Standardization of Variable Codes¶
Enslein and others have argued that variable codes need to be standardized.
Reasons for standardization of variable codes
- A data manager could just use CUAHSI's standard system and not have to develop their own coding system
- Standard variable codes could be pre-mapped onto the concept ontology eliminating some of the effort (and subjectivity and education about ontologies) required in mapping variables to the ontology
Reasons for not standardizing variable codes
- Assigning and maintaining a consistent set of standardized codes across all combinations of variable fields across a federated set of ODMs is inherently intractable
- The specific standardized variable code scheme proposed by Enslein has shortcomings. Even just looking at variable names there are problems of ambiguity that I point out below. Enslein's scheme does not address how to deal with differences in the other ODM Variables table fields in a comprehensive way.
- As presently implemented (i.e. with the requirement that variable code should be unique), variable code has to be unique across all eleven combinations of fields in the variables table. Unless a coding scheme handles this unambiguously, automatic mapping to the ontology will not work.
The purposes and potential purposes for variable code are:
1. To provide a unique identifier for web services to call corresponding variable records from the DataValues table.

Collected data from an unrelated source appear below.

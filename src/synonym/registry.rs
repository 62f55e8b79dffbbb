//! Synonym registry abstraction.

use async_trait::async_trait;

use crate::error::Result;

/// Normalize a word for synonym comparison: trim and lowercase.
pub fn normalize_word(word: &str) -> String {
    word.trim().to_lowercase()
}

/// A store of synonym groups.
///
/// Implementations must keep the forward (canonical → members) and inverse
/// (word → canonical) mappings consistent across every mutation, and must
/// treat `save_group` and `delete_word` as critical sections.
#[async_trait]
pub trait SynonymRegistry: Send + Sync + std::fmt::Debug {
    /// Save a group of interchangeable words.
    ///
    /// Words are normalized first. If fewer than two distinct words remain the
    /// call is a no-op. Every existing group touched by one of the words is
    /// merged into a single group.
    async fn save_group(&self, words: &[String]) -> Result<()>;

    /// All members of the group containing `word` (including `word`), or
    /// `None` if it belongs to no group.
    async fn find_synonyms(&self, word: &str) -> Result<Option<Vec<String>>>;

    /// Remove `word` from its group. Returns `false` if it was in no group.
    async fn delete_word(&self, word: &str) -> Result<bool>;

    /// Every group currently defined.
    async fn all_groups(&self) -> Result<Vec<Vec<String>>>;
}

2. To provide a unique identifier to use in mapping on to the ontology
3. To record the code used by the collecting organization (such as USGS 00060 for streamflow) where this has meaning in attributing the data.
Purpose 3 has been lost with our efforts to pursue 1 and 2.

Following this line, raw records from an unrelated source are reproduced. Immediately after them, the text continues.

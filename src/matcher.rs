//! Token matching and relevance scoring.
//!
//! The search pipeline treats matching as a collaborator: a [`Matcher`] owns
//! the derived, rebuildable per-index state (tokenized postings) and answers
//! ranked candidate queries. Everything after retrieval (filter, facets,
//! sort, pagination) happens in [`crate::search`].

pub mod memory;
pub mod traits;

pub use self::memory::InMemoryMatcher;
pub use self::traits::{
    Candidate, MatchOptions, Matcher, RecordPredicate, SuggestOptions, Suggestion,
};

My suggestion is that we do adopt an automatic variable coding system, but that we relax the requirement that it be unique. I suggest instead that we decide the degree of granularity that is to be associated with leaf concepts in the ontology and then make variable codes unique only at this level of granularity. I suggest that option 3 that I gave above be chosen as the level of granularity for mapping onto the ontology. This means that unique combinations of VariableName, SampleMedium and Speciation, each get associated a variable code that gets mapped onto the ontology. An automated scheme could (possibly) be devised for developing codes based on these fields. This also means that Variables with the same VariableName, SampleMedium and Speciation, but that differ in one of the other Variable fields, e.g. units or timesupport would get the same variable code. Variable codes would thus no longer be unique. Web service calls that specify a variable code to identify the required variable should then be written to return all variables with the specified variable code. For example if a "Streamflow", "Water", "Not Applicable" are specified for the 3 fields, the web service would return time series of these values that include data values in both m3/s and ft3/s units. If a user wanted only the data in from the series with specific units, then units would need to be specified in the web service call. This is consistent with the way web services work now, where for example if the call getvariables(' ') is made all variables are returned, but if getvariables(variablecodelist) is made only variables on the list are returned. This suggestion would satisfy fully purpose 2 for variable codes. Purpose 1 would be lost, but with the benefit that data that is similar in the sense of being in the same place on the ontology, but different, say in units, would also be returned. Users may benefit from this. Purpose 3 would be lost, except to the extent that collecting organization codes are unique on VariableName, SampleMedium and Speciation, in which case they could be used as optional replacements to an automatically generated code from a coding scheme.